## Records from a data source
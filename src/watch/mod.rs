//! Debounced directory watching.
//!
//! A [`WatchSubscription`] binds one directory, an [`EventFilter`], and a
//! [`Debouncer`] (its own timer slot). Raw `notify` events that pass the
//! filter while the server is alive reschedule the debouncer; when the quiet
//! window elapses the subscription's [`WatchAction`] runs on the
//! debouncer's serial action worker.
//!
//! Subscriptions never coalesce with one another: a class directory and the
//! theme directory changing together fire two independent actions.

pub mod debouncer;
pub mod scheduler;
pub mod subscription;

pub use debouncer::Debouncer;
pub use scheduler::WatchScheduler;
pub use subscription::{DirectoryWatch, EventFilter, WatchGroup, WatchSubscription};

/// Work performed when a subscription's quiet window elapses.
///
/// Actions run on a blocking thread, one at a time per subscription, in the
/// order their windows expired.
pub trait WatchAction: Send + Sync {
    /// Short label used in logs.
    fn name(&self) -> &'static str;

    /// Perform the action.
    fn run(&self);
}

/// Reports whether watched changes should currently be acted upon.
pub trait LivenessGate: Send + Sync {
    /// `true` while the supervised server process is alive.
    fn is_live(&self) -> bool;
}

## Task
What lines in the data above carry "WatchSubscription"? Return them all.

## Output below
//! A [`WatchSubscription`] binds one directory, an [`EventFilter`], and a
pub use subscription::{DirectoryWatch, EventFilter, WatchGroup, WatchSubscription};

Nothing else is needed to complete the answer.